WORK REQUEST: Find the string "RecordSink" in the entries and copy each line that has it.

Dataset entries:
┄┄┄┄┄┄┄┄┄┄┄┄┄┄┄┄┄┄┄┄

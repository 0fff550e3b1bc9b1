//! End-to-end pipeline tests: archive file → decoder task → dispatch → sink.

use std::io::Write;
use std::path::PathBuf;
use std::sync::Arc;

use async_trait::async_trait;
use bson::doc;
use tempfile::TempDir;
use tokio_util::sync::CancellationToken;

use dumpreplay_core::{Record, RecordSink, ReplayError, ReplayOutcome, SinkError};
use dumpreplay_core::ArchiveError;
use dumpreplay_dispatch::{ReplayConfig, ReplayEngine};
use dumpreplay_sink::MemorySink;

const MAGIC: [u8; 4] = [0x6d, 0xe2, 0x99, 0x81];

fn write_archive(dir: &TempDir, bytes: &[u8]) -> PathBuf {
    let path = dir.path().join("dump");
    std::fs::write(&path, bytes).unwrap();
    path
}

fn fast_config(path: PathBuf) -> ReplayConfig {
    let mut config = ReplayConfig::new(path);
    config.sustained_rate = 10_000.0;
    config.burst_size = 64;
    // Small buffer so the decoder actually hits backpressure.
    config.buffer_capacity = 8;
    config
}

#[tokio::test]
async fn replays_whole_archive_in_order() {
    let mut bytes = MAGIC.to_vec();
    for i in 0..25_i32 {
        doc! { "seq": i }.to_writer(&mut bytes).unwrap();
    }
    // One skip marker and one length-correct garbage record along the way.
    bytes.write_all(&(-1_i32).to_le_bytes()).unwrap();
    bytes.extend_from_slice(&12_i32.to_le_bytes());
    bytes.extend_from_slice(&[0xFF; 8]);
    doc! { "seq": 25_i32 }.to_writer(&mut bytes).unwrap();

    let dir = TempDir::new().unwrap();
    let sink = Arc::new(MemorySink::new());
    let engine = ReplayEngine::new(
        fast_config(write_archive(&dir, &bytes)),
        sink.clone(),
    );

    let report = engine.run(CancellationToken::new()).await.unwrap();

    assert_eq!(report.outcome, ReplayOutcome::Completed);
    assert_eq!(report.records_applied, 26);
    assert_eq!(report.records_decoded, 26);
    assert_eq!(report.markers_skipped, 1);
    assert_eq!(report.decode_errors, 1);

    let docs = sink.documents();
    assert_eq!(docs.len(), 26);
    for (i, doc) in docs.iter().enumerate() {
        assert_eq!(doc.get_i32("seq").unwrap(), i as i32);
    }
}

#[tokio::test]
async fn truncated_archive_aborts_the_run() {
    let mut bytes = MAGIC.to_vec();
    doc! { "seq": 0_i32 }.to_writer(&mut bytes).unwrap();
    let mut partial = Vec::new();
    doc! { "seq": 1_i32 }.to_writer(&mut partial).unwrap();
    partial.truncate(partial.len() - 4);
    bytes.extend_from_slice(&partial);

    let dir = TempDir::new().unwrap();
    let sink = Arc::new(MemorySink::new());
    let engine = ReplayEngine::new(
        fast_config(write_archive(&dir, &bytes)),
        sink.clone(),
    );

    let err = engine.run(CancellationToken::new()).await.unwrap_err();
    assert!(matches!(
        err,
        ReplayError::Archive(ArchiveError::Truncated { .. })
    ));
    // The record before the corruption still went through.
    assert_eq!(sink.document_count(), 1);
}

#[tokio::test]
async fn missing_archive_fails_to_open() {
    let dir = TempDir::new().unwrap();
    let engine = ReplayEngine::new(
        fast_config(dir.path().join("no-such-dump")),
        Arc::new(MemorySink::new()),
    );

    let err = engine.run(CancellationToken::new()).await.unwrap_err();
    assert!(matches!(err, ReplayError::Archive(ArchiveError::Io { .. })));
}

struct RejectingSink;

#[async_trait]
impl RecordSink for RejectingSink {
    async fn apply(&self, _record: &Record) -> Result<(), SinkError> {
        Err(SinkError::Rejected {
            reason: "collection is read-only".into(),
        })
    }

    fn name(&self) -> &str {
        "rejecting"
    }
}

#[tokio::test]
async fn sink_failure_stops_forwarding() {
    let mut bytes = MAGIC.to_vec();
    for i in 0..5_i32 {
        doc! { "seq": i }.to_writer(&mut bytes).unwrap();
    }

    let dir = TempDir::new().unwrap();
    let engine = ReplayEngine::new(
        fast_config(write_archive(&dir, &bytes)),
        Arc::new(RejectingSink),
    );

    let err = engine.run(CancellationToken::new()).await.unwrap_err();
    match err {
        ReplayError::Sink { index, .. } => assert_eq!(index, 1),
        other => panic!("expected Sink error, got {other}"),
    }
    assert_eq!(engine.metrics().records_applied, 0);
}

#[tokio::test]
async fn mid_run_cancellation_stops_the_decoder_early() {
    let mut bytes = MAGIC.to_vec();
    for i in 0..200_i32 {
        doc! { "seq": i }.to_writer(&mut bytes).unwrap();
    }

    let dir = TempDir::new().unwrap();
    let mut config = ReplayConfig::new(write_archive(&dir, &bytes));
    // Slow admission with a small buffer: the decoder parks on backpressure
    // almost immediately.
    config.sustained_rate = 2.0;
    config.burst_size = 1;
    config.buffer_capacity = 4;

    let sink = Arc::new(MemorySink::new());
    let engine = ReplayEngine::new(config, sink.clone());
    let cancel = CancellationToken::new();

    let canceller = cancel.clone();
    tokio::spawn(async move {
        tokio::time::sleep(std::time::Duration::from_millis(100)).await;
        canceller.cancel();
    });

    let report = engine.run(cancel).await.unwrap();

    assert_eq!(report.outcome, ReplayOutcome::Cancelled);
    // Decoding is lazy: only the buffered prefix was ever read, nowhere
    // near the archive's 200 records.
    assert!(
        report.records_decoded <= 32,
        "decoder ran ahead: {} records decoded",
        report.records_decoded
    );
    assert!(report.records_applied <= 5);
    assert_eq!(sink.document_count() as u64, report.records_applied);
}

#[tokio::test]
async fn pre_cancelled_run_applies_nothing() {
    let mut bytes = MAGIC.to_vec();
    for i in 0..5_i32 {
        doc! { "seq": i }.to_writer(&mut bytes).unwrap();
    }

    let dir = TempDir::new().unwrap();
    let sink = Arc::new(MemorySink::new());
    let engine = ReplayEngine::new(
        fast_config(write_archive(&dir, &bytes)),
        sink.clone(),
    );

    let cancel = CancellationToken::new();
    cancel.cancel();
    let report = engine.run(cancel).await.unwrap();

    assert_eq!(report.outcome, ReplayOutcome::Cancelled);
    assert_eq!(report.records_applied, 0);
    assert_eq!(sink.document_count(), 0);
}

┄┄┄┄┄┄┄┄┄┄┄┄┄┄┄┄┄┄┄┄

ANSWER TO THIS TASK:
use dumpreplay_core::{Record, RecordSink, ReplayError, ReplayOutcome, SinkError};
impl RecordSink for RejectingSink {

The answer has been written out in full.